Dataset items
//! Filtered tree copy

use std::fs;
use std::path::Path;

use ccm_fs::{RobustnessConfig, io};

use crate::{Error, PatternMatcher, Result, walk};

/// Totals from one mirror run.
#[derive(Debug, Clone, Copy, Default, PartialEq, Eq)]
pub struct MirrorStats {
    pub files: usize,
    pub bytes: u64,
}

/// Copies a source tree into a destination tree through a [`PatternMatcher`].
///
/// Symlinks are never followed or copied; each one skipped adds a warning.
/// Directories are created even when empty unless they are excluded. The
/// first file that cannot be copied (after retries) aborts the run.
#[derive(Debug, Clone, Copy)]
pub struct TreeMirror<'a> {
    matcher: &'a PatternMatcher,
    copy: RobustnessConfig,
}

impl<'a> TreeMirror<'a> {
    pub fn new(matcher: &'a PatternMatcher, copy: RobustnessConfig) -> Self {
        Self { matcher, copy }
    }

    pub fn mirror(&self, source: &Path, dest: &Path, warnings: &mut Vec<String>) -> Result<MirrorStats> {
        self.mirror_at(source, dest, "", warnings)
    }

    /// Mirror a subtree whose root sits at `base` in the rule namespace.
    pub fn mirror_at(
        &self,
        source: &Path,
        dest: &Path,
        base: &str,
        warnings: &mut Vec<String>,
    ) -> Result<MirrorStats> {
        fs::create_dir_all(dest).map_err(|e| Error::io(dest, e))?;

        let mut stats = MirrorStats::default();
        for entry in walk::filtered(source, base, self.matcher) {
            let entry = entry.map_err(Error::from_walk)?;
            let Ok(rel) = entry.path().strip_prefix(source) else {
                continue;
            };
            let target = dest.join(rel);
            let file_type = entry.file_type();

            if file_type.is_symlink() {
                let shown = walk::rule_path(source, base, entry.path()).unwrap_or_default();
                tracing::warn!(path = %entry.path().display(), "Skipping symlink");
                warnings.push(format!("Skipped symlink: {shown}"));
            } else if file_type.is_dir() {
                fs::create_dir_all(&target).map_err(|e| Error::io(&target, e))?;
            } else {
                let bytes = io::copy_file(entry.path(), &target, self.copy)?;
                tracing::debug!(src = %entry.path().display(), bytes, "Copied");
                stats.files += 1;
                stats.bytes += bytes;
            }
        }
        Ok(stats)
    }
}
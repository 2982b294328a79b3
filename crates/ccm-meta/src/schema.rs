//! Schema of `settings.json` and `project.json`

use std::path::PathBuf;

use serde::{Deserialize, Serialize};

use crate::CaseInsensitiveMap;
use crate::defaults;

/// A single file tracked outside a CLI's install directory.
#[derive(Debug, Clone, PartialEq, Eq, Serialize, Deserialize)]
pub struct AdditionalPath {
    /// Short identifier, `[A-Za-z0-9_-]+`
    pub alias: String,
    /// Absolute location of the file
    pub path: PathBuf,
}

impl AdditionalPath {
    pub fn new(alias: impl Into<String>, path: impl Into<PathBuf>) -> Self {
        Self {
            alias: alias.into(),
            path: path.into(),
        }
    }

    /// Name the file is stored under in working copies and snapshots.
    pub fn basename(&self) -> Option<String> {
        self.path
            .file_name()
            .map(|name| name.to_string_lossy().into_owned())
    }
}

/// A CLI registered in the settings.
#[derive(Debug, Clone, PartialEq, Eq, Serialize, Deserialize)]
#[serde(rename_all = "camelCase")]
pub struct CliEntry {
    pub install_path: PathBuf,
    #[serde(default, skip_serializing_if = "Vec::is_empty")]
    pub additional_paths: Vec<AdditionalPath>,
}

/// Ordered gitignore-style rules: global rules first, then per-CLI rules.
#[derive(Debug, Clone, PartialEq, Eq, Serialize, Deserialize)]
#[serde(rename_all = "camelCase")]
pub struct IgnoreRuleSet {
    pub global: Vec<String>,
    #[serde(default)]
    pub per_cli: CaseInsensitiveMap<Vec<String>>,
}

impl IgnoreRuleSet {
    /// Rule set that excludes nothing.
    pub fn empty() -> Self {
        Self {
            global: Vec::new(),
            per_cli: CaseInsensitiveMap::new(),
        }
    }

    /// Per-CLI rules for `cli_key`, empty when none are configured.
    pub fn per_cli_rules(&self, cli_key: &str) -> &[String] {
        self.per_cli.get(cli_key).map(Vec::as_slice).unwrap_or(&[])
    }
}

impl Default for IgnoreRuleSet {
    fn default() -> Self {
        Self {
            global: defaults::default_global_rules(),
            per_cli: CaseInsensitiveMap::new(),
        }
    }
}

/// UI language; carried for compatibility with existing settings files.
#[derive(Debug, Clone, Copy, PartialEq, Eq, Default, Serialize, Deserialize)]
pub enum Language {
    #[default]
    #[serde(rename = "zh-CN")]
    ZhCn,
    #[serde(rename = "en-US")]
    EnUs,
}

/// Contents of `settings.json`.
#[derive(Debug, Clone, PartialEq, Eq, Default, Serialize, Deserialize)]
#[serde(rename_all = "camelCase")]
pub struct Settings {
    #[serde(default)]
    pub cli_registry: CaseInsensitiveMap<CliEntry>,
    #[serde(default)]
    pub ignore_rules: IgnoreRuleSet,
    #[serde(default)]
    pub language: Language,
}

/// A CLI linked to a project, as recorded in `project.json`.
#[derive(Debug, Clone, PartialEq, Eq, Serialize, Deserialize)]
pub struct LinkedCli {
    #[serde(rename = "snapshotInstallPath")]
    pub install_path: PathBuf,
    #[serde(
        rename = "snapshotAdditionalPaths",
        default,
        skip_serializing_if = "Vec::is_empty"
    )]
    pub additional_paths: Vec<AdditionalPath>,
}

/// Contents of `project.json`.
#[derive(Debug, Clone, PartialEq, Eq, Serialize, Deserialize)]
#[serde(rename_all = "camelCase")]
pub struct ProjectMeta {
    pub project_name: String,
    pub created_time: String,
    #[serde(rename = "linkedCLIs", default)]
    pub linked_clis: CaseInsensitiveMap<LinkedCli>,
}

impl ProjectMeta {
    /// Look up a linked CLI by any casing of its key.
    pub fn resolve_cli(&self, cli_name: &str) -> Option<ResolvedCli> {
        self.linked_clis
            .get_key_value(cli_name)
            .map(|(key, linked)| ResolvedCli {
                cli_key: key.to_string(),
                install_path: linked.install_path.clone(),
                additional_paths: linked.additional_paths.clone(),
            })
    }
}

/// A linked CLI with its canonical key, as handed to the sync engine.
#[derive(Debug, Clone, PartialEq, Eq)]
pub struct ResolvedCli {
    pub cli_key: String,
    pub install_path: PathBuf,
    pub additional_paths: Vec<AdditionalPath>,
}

---

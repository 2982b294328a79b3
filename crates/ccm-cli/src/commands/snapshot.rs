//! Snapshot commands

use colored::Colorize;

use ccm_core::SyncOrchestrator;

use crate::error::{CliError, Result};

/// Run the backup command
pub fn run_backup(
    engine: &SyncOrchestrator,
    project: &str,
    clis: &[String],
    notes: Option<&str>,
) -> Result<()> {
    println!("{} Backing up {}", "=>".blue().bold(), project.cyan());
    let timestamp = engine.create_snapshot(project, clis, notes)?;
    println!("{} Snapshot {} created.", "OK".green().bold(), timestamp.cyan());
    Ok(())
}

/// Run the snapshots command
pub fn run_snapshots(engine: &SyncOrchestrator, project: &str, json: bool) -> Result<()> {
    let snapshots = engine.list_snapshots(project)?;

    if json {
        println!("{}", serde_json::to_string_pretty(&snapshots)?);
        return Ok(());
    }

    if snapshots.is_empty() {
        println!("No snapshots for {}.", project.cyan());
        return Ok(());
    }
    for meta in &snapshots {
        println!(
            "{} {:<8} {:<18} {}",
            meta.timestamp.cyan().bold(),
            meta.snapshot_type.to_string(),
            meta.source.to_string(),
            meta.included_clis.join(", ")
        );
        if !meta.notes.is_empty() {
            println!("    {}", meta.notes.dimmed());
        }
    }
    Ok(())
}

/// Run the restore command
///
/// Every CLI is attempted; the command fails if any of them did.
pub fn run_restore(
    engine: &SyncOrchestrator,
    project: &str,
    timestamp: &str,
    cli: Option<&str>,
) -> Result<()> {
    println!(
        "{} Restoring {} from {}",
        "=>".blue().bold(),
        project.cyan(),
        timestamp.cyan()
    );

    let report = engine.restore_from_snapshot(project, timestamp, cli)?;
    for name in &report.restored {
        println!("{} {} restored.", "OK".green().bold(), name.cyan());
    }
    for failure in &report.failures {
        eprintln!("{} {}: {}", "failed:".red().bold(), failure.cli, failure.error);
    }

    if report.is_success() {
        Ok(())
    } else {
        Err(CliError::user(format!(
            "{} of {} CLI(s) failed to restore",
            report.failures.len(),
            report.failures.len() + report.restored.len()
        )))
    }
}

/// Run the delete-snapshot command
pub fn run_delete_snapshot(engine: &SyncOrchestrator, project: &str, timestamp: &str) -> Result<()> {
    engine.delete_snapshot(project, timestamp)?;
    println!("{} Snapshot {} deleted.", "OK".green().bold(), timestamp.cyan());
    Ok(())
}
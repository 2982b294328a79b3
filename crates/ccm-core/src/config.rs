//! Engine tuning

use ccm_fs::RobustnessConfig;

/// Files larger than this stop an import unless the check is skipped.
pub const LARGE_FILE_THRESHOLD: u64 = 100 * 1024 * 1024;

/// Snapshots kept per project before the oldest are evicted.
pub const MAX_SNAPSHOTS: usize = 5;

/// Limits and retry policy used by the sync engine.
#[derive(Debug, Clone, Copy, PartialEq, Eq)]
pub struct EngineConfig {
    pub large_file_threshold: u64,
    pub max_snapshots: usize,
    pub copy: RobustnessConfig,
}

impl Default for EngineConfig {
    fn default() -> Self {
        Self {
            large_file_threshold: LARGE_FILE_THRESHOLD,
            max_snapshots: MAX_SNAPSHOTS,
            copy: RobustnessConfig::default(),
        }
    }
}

▶ AIM OF THE EXERCISE
Return, word for word, the lines of the data above from the line with "CLI's install directory." through the line with "copies and snapshots.", inclusive.

▶ YOUR RESPONSE
/// A single file tracked outside a CLI's install directory.
#[derive(Debug, Clone, PartialEq, Eq, Serialize, Deserialize)]
pub struct AdditionalPath {
    /// Short identifier, `[A-Za-z0-9_-]+`
    pub alias: String,
    /// Absolute location of the file
    pub path: PathBuf,
}

impl AdditionalPath {
    pub fn new(alias: impl Into<String>, path: impl Into<PathBuf>) -> Self {
        Self {
            alias: alias.into(),
            path: path.into(),
        }
    }

    /// Name the file is stored under in working copies and snapshots.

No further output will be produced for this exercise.